▸ The task:
When the string "recovered" is part of a line in the data below, report the whole line.

▸ Stored data:
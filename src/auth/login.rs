use std::collections::HashMap;
use std::time::Duration;

use anyhow::{Context, Result};
use tokio::sync::mpsc;
use url::Url;

use super::Session;
use crate::bridge::{PendingAuth, PendingAuthSlot};

/// How often the token channels are re-read while waiting for a hand-off.
const STORE_POLL_INTERVAL: Duration = Duration::from_secs(2);

/// What the user pasted on stdin.
#[derive(Debug, PartialEq, Eq)]
pub enum PastedInput {
    Code { code: String, state: Option<String> },
    Denied(String),
}

/// Interactive PKCE login.
///
/// Opens the authorization URL and waits for whichever comes first: a code
/// staged by the bridge, a token pair handed to the bridge directly, or a
/// redirect URL / code pasted on `input` (see [`spawn_stdin_reader`]).
pub async fn run_login_flow(
    session: &Session,
    pending: Option<&PendingAuthSlot>,
    input: &mut mpsc::UnboundedReceiver<String>,
    timeout: Duration,
) -> Result<()> {
    let auth_url = session.build_authorization_url().await?;

    println!("\nOpen this URL in your browser to log in to Spotify:\n");
    println!("  {auth_url}\n");

    if let Err(e) = open::that(auth_url.as_str()) {
        tracing::debug!(error = %e, "could not open browser");
    }

    if pending.is_some() {
        println!("Waiting for authorization...");
        println!("If the browser cannot reach this machine, paste the redirect URL here:");
    } else {
        println!("Paste the redirect URL or authorization code here:");
    }

    await_authorization(session, pending, input, timeout).await?;
    println!("\nLogged in.");
    Ok(())
}

/// Wait for the outcome of an authorization started with
/// `Session::build_authorization_url`.
///
/// Tokens that were already stored when the wait began do not count, so an
/// existing login never completes a new one.
pub async fn await_authorization(
    session: &Session,
    pending: Option<&PendingAuthSlot>,
    input: &mut mpsc::UnboundedReceiver<String>,
    timeout: Duration,
) -> Result<()> {
    let baseline = session.store().load().await;

    let deadline = tokio::time::sleep(timeout);
    tokio::pin!(deadline);
    let mut stdin_open = true;
    let mut store_poll = tokio::time::interval(STORE_POLL_INTERVAL);
    store_poll.tick().await;

    loop {
        tokio::select! {
            _ = &mut deadline => {
                anyhow::bail!("timed out waiting for authorization");
            }

            auth = wait_pending(pending) => {
                tracing::info!("authorization code received from browser");
                match session.exchange_code(&auth.code, auth.state.as_deref()).await {
                    Ok(()) => return Ok(()),
                    Err(e) => eprintln!("Token exchange failed: {e}. Try again in the browser."),
                }
            }

            line = input.recv(), if stdin_open => {
                let Some(line) = line else {
                    tracing::debug!("stdin closed");
                    stdin_open = false;
                    continue;
                };
                match parse_code_input(&line) {
                    Ok(PastedInput::Code { code, state }) => {
                        match session.exchange_code(&code, state.as_deref()).await {
                            Ok(()) => return Ok(()),
                            Err(e) => eprintln!("Token exchange failed: {e}"),
                        }
                    }
                    Ok(PastedInput::Denied(reason)) => {
                        anyhow::bail!("authorization denied: {reason}");
                    }
                    Err(e) => eprintln!("{e}"),
                }
            }

            _ = store_poll.tick() => {
                // the browser may have posted a pair to the bridge
                if session.adopt_stored_tokens(baseline.as_ref()).await {
                    tracing::info!("tokens handed over through storage");
                    return Ok(());
                }
            }
        }
    }
}

async fn wait_pending(pending: Option<&PendingAuthSlot>) -> PendingAuth {
    match pending {
        Some(slot) => slot.recv().await,
        None => std::future::pending().await,
    }
}

/// Forward stdin lines from a detached thread, so a pending read never keeps
/// the runtime from shutting down. The channel closes on EOF.
pub fn spawn_stdin_reader() -> mpsc::UnboundedReceiver<String> {
    let (tx, rx) = mpsc::unbounded_channel();
    std::thread::spawn(move || {
        for line in std::io::stdin().lines() {
            let Ok(line) = line else { break };
            if tx.send(line).is_err() {
                break;
            }
        }
    });
    rx
}

/// Accept a full redirect URL (`?code=…&state=…` or `?error=…`) or a bare code.
pub fn parse_code_input(input: &str) -> Result<PastedInput> {
    let input = input.trim();
    anyhow::ensure!(!input.is_empty(), "Empty input");

    if let Ok(url) = Url::parse(input) {
        let params: HashMap<_, _> = url.query_pairs().into_owned().collect();
        if let Some(error) = params.get("error") {
            return Ok(PastedInput::Denied(error.clone()));
        }
        let code = params
            .get("code")
            .cloned()
            .context("URL has no `code` parameter")?;
        return Ok(PastedInput::Code {
            code,
            state: params.get("state").cloned(),
        });
    }

    Ok(PastedInput::Code {
        code: input.to_string(),
        state: None,
    })
}
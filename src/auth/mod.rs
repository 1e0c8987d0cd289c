pub mod confidential;
mod error;
pub mod login;
mod oauth;
pub mod pkce;
mod token_store;

pub use error::AuthError;
pub use login::{run_login_flow, spawn_stdin_reader};
pub use token_store::{ProcessChannel, TokenChannel, TokenPair, TokenStore, resolve_token_path};

use std::time::Duration;

use anyhow::{Context, Result};
use parking_lot::Mutex;
use url::Url;

use crate::config::Config;
use pkce::PkceSession;

/// Where the session is in the login lifecycle.
#[derive(Debug, Clone, Copy, PartialEq, Eq)]
pub enum AuthPhase {
    Idle,
    AwaitingRedirect,
    ExchangingCode,
    Authenticated,
    RefreshPending,
}

/// Public-client settings for the PKCE flow.
#[derive(Debug, Clone)]
pub struct AuthSettings {
    pub client_id: String,
    pub redirect_uri: String,
    pub accounts_base: String,
}

impl AuthSettings {
    pub fn from_config(config: &Config) -> Self {
        Self {
            client_id: config.auth.client_id.clone(),
            redirect_uri: config.auth.redirect_uri(),
            accounts_base: config.api.accounts_base.clone(),
        }
    }
}

/// One authenticated (or not yet authenticated) user session.
///
/// Built once at startup and shared by `Arc`; `logout` resets it to `Idle`
/// rather than dropping it.
pub struct Session {
    settings: AuthSettings,
    store: TokenStore,
    http: reqwest::Client,
    phase: Mutex<AuthPhase>,
    refresh_gate: tokio::sync::Mutex<()>,
}

impl Session {
    pub fn new(settings: AuthSettings, store: TokenStore) -> Result<Self> {
        let http = reqwest::Client::builder()
            .timeout(Duration::from_secs(30))
            .connect_timeout(Duration::from_secs(10))
            .build()
            .context("failed to build HTTP client")?;

        Ok(Self {
            settings,
            store,
            http,
            phase: Mutex::new(AuthPhase::Idle),
            refresh_gate: tokio::sync::Mutex::new(()),
        })
    }

    pub fn store(&self) -> &TokenStore {
        &self.store
    }

    pub fn phase(&self) -> AuthPhase {
        *self.phase.lock()
    }

    fn set_phase(&self, next: AuthPhase) {
        let mut phase = self.phase.lock();
        if *phase != next {
            tracing::debug!(from = ?*phase, to = ?next, "auth phase");
            *phase = next;
        }
    }

    /// Reload tokens from storage. Returns whether the session is usable.
    pub async fn load(&self) -> bool {
        let found = self.store.load().await.is_some();
        match (found, self.phase()) {
            (true, _) => self.set_phase(AuthPhase::Authenticated),
            (false, AuthPhase::Authenticated | AuthPhase::RefreshPending) => {
                self.set_phase(AuthPhase::Idle)
            }
            (false, _) => {}
        }
        found
    }

    /// Accept tokens another party stored since `baseline` was read, and
    /// write them through to every channel. Returns whether a new pair was
    /// adopted.
    pub async fn adopt_stored_tokens(&self, baseline: Option<&TokenPair>) -> bool {
        let Some(pair) = self.store.load().await else {
            return false;
        };
        if baseline == Some(&pair) {
            return false;
        }
        self.store.save(&pair).await;
        self.store.clear_verifier().await;
        self.set_phase(AuthPhase::Authenticated);
        true
    }

    /// Cheap check that never awaits; see `TokenStore::is_authenticated_sync`.
    pub fn is_authenticated(&self) -> bool {
        self.store.is_authenticated_sync()
    }

    pub fn access_token(&self) -> Option<String> {
        self.store.access_token()
    }

    /// Start a login attempt with a fresh PKCE session.
    pub async fn build_authorization_url(&self) -> Result<Url> {
        let pkce = PkceSession::new();
        self.store.save_verifier(&pkce.code_verifier).await;

        let url = oauth::authorization_url(
            &self.settings.accounts_base,
            &self.settings.client_id,
            &self.settings.redirect_uri,
            &pkce.challenge(),
            &pkce.state,
        )?;
        self.set_phase(AuthPhase::AwaitingRedirect);
        Ok(url)
    }

    /// Memory first, then the store's verifier slot, then the `state` envelope.
    async fn resolve_verifier(&self, state: Option<&str>) -> Option<String> {
        if let Some(v) = self.store.cached_verifier() {
            return Some(v);
        }
        if let Some(v) = self.store.load_verifier().await {
            tracing::debug!("code verifier recovered from storage");
            return Some(v);
        }
        let v = pkce::decode_state(state?)?;
        tracing::info!("code verifier recovered from state parameter");
        self.store.save_verifier(&v).await;
        Some(v)
    }

    /// Exchange an authorization code for tokens.
    ///
    /// On any failure the phase is left as it was so the caller can retry or
    /// start over.
    pub async fn exchange_code(&self, code: &str, state: Option<&str>) -> Result<(), AuthError> {
        let Some(verifier) = self.resolve_verifier(state).await else {
            tracing::error!("no code verifier found, cannot exchange code");
            return Err(AuthError::MissingVerifier);
        };

        let previous = self.phase();
        self.set_phase(AuthPhase::ExchangingCode);

        let result = oauth::request_token(
            &self.http,
            &oauth::token_url(&self.settings.accounts_base),
            &[
                ("grant_type", "authorization_code"),
                ("code", code),
                ("redirect_uri", self.settings.redirect_uri.as_str()),
                ("client_id", self.settings.client_id.as_str()),
                ("code_verifier", verifier.as_str()),
            ],
            None,
        )
        .await;

        let resp = match result {
            Ok(r) => r,
            Err(e) => {
                tracing::error!(error = %e, "token exchange failed");
                self.set_phase(previous);
                return Err(e);
            }
        };

        let Some(refresh_token) = resp.refresh_token else {
            tracing::error!("token exchange returned no refresh token");
            self.set_phase(previous);
            return Err(AuthError::NoRefreshToken);
        };

        self.store
            .save(&TokenPair {
                access_token: resp.access_token,
                refresh_token,
            })
            .await;
        self.store.clear_verifier().await;
        self.set_phase(AuthPhase::Authenticated);
        tracing::info!("authorization code exchanged, tokens stored");
        Ok(())
    }

    /// Mint a new access token from the cached refresh token.
    ///
    /// An error here means the session cannot be repaired without logging in
    /// again.
    pub async fn refresh_access_token(&self) -> Result<(), AuthError> {
        let Some(current_refresh) = self.store.refresh_token() else {
            tracing::error!("no refresh token available");
            return Err(AuthError::NoRefreshToken);
        };

        let previous = self.phase();
        self.set_phase(AuthPhase::RefreshPending);

        let result = oauth::request_token(
            &self.http,
            &oauth::token_url(&self.settings.accounts_base),
            &[
                ("grant_type", "refresh_token"),
                ("refresh_token", current_refresh.as_str()),
                ("client_id", self.settings.client_id.as_str()),
            ],
            None,
        )
        .await;

        match result {
            Ok(resp) => {
                // Spotify only sometimes rotates the refresh token.
                let refresh_token = resp.refresh_token.unwrap_or(current_refresh);
                self.store
                    .save(&TokenPair {
                        access_token: resp.access_token,
                        refresh_token,
                    })
                    .await;
                self.set_phase(AuthPhase::Authenticated);
                tracing::debug!("access token refreshed");
                Ok(())
            }
            Err(e) => {
                tracing::warn!(error = %e, "token refresh failed");
                self.set_phase(previous);
                Err(e)
            }
        }
    }

    /// Refresh after the API rejected `rejected`, unless a concurrent caller
    /// already replaced it while this one waited for the gate.
    pub async fn refresh_rejected(&self, rejected: &str) -> Result<(), AuthError> {
        let _gate = self.refresh_gate.lock().await;
        if self.access_token().is_some_and(|current| current != rejected) {
            tracing::debug!("access token already refreshed by a concurrent request");
            return Ok(());
        }
        self.refresh_access_token().await
    }

    /// Forget all credentials in every channel.
    pub async fn logout(&self) {
        self.store.clear().await;
        self.store.clear_verifier().await;
        self.set_phase(AuthPhase::Idle);
        tracing::info!("session cleared");
    }
}
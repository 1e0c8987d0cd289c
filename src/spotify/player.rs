use reqwest::{Method, StatusCode};

use super::client::SpotifyClient;
use super::error::ApiError;
use super::types::{Paging, PlaybackState, Playlist, Queue, UserProfile};

impl SpotifyClient {
    /// GET /me/player. `None` when no device is active (204 or empty body).
    pub async fn current_playback(&self) -> Result<Option<PlaybackState>, ApiError> {
        let resp = self.request(Method::GET, "/me/player").send().await?;
        if resp.status() == StatusCode::NO_CONTENT {
            return Ok(None);
        }
        let body = resp.bytes().await?;
        if body.is_empty() {
            return Ok(None);
        }
        Ok(Some(serde_json::from_slice(&body)?))
    }

    pub async fn queue(&self) -> Result<Queue, ApiError> {
        let resp = self.request(Method::GET, "/me/player/queue").send().await?;
        if resp.status() == StatusCode::NO_CONTENT {
            return Ok(Queue::default());
        }
        Ok(resp.json().await?)
    }

    /// Resume on the active device.
    pub async fn play(&self) -> Result<(), ApiError> {
        self.request(Method::PUT, "/me/player/play").send().await?;
        Ok(())
    }

    pub async fn pause(&self) -> Result<(), ApiError> {
        self.request(Method::PUT, "/me/player/pause").send().await?;
        Ok(())
    }

    pub async fn next(&self) -> Result<(), ApiError> {
        self.request(Method::POST, "/me/player/next").send().await?;
        Ok(())
    }

    pub async fn previous(&self) -> Result<(), ApiError> {
        self.request(Method::POST, "/me/player/previous")
            .send()
            .await?;
        Ok(())
    }

    pub async fn seek(&self, position_ms: u64) -> Result<(), ApiError> {
        let position = position_ms.to_string();
        self.request(Method::PUT, "/me/player/seek")
            .query(&[("position_ms", position.as_str())])
            .send()
            .await?;
        Ok(())
    }

    pub async fn set_volume(&self, percent: u8) -> Result<(), ApiError> {
        let percent = percent.min(100).to_string();
        self.request(Method::PUT, "/me/player/volume")
            .query(&[("volume_percent", percent.as_str())])
            .send()
            .await?;
        Ok(())
    }

    /// Start a playlist, album or artist context.
    pub async fn play_context(&self, context_uri: &str) -> Result<(), ApiError> {
        self.request(Method::PUT, "/me/player/play")
            .json(&serde_json::json!({ "context_uri": context_uri }))
            .send()
            .await?;
        Ok(())
    }

    pub async fn play_uris(&self, uris: &[String]) -> Result<(), ApiError> {
        self.request(Method::PUT, "/me/player/play")
            .json(&serde_json::json!({ "uris": uris }))
            .send()
            .await?;
        Ok(())
    }

    /// First page (up to 50) of the user's playlists.
    pub async fn playlists(&self) -> Result<Paging<Playlist>, ApiError> {
        let resp = self
            .request(Method::GET, "/me/playlists")
            .query(&[("limit", "50")])
            .send()
            .await?;
        Ok(resp.json().await?)
    }

    pub async fn current_user(&self) -> Result<UserProfile, ApiError> {
        let resp = self.request(Method::GET, "/me").send().await?;
        Ok(resp.json().await?)
    }
}
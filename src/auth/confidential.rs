//! Secret-bearing authorization-code and refresh grants.
//!
//! This is for server-side integrations that can keep a client secret. It is
//! unrelated to the desktop PKCE session and shares no state with it.

use std::time::Duration;

use serde::Serialize;

use super::error::AuthError;
use super::oauth;
use crate::config::Config;

#[derive(Debug, Clone, PartialEq, Eq, Serialize)]
pub struct TokenGrant {
    pub access_token: String,
    #[serde(skip_serializing_if = "Option::is_none")]
    pub refresh_token: Option<String>,
    #[serde(skip_serializing_if = "Option::is_none")]
    pub expires_in: Option<u64>,
}

pub struct ConfidentialClient {
    http: reqwest::Client,
    token_url: String,
    client_id: String,
    client_secret: String,
}

impl ConfidentialClient {
    pub fn new(
        accounts_base: &str,
        client_id: &str,
        client_secret: Option<&str>,
    ) -> Result<Self, AuthError> {
        if client_id.is_empty() {
            return Err(AuthError::MissingCredentials("client id"));
        }
        let client_secret = client_secret
            .filter(|s| !s.is_empty())
            .ok_or(AuthError::MissingCredentials(
                "client secret (set auth.client_secret or SPOTIFY_CLIENT_SECRET)",
            ))?;

        let http = reqwest::Client::builder()
            .timeout(Duration::from_secs(30))
            .build()?;

        Ok(Self {
            http,
            token_url: oauth::token_url(accounts_base),
            client_id: client_id.to_string(),
            client_secret: client_secret.to_string(),
        })
    }

    pub fn from_config(config: &Config) -> Result<Self, AuthError> {
        Self::new(
            &config.api.accounts_base,
            &config.auth.client_id,
            config.auth.client_secret.as_deref(),
        )
    }

    pub async fn exchange_code(
        &self,
        code: &str,
        redirect_uri: &str,
    ) -> Result<TokenGrant, AuthError> {
        let resp = oauth::request_token(
            &self.http,
            &self.token_url,
            &[
                ("grant_type", "authorization_code"),
                ("code", code),
                ("redirect_uri", redirect_uri),
            ],
            Some((self.client_id.as_str(), self.client_secret.as_str())),
        )
        .await?;
        Ok(grant(resp))
    }

    pub async fn refresh(&self, refresh_token: &str) -> Result<TokenGrant, AuthError> {
        let resp = oauth::request_token(
            &self.http,
            &self.token_url,
            &[
                ("grant_type", "refresh_token"),
                ("refresh_token", refresh_token),
            ],
            Some((self.client_id.as_str(), self.client_secret.as_str())),
        )
        .await?;
        Ok(grant(resp))
    }
}

fn grant(resp: oauth::TokenResponse) -> TokenGrant {
    TokenGrant {
        access_token: resp.access_token,
        refresh_token: resp.refresh_token,
        expires_in: resp.expires_in,
    }
}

▸ Solution below:
            tracing::debug!("code verifier recovered from storage");
        tracing::info!("code verifier recovered from state parameter");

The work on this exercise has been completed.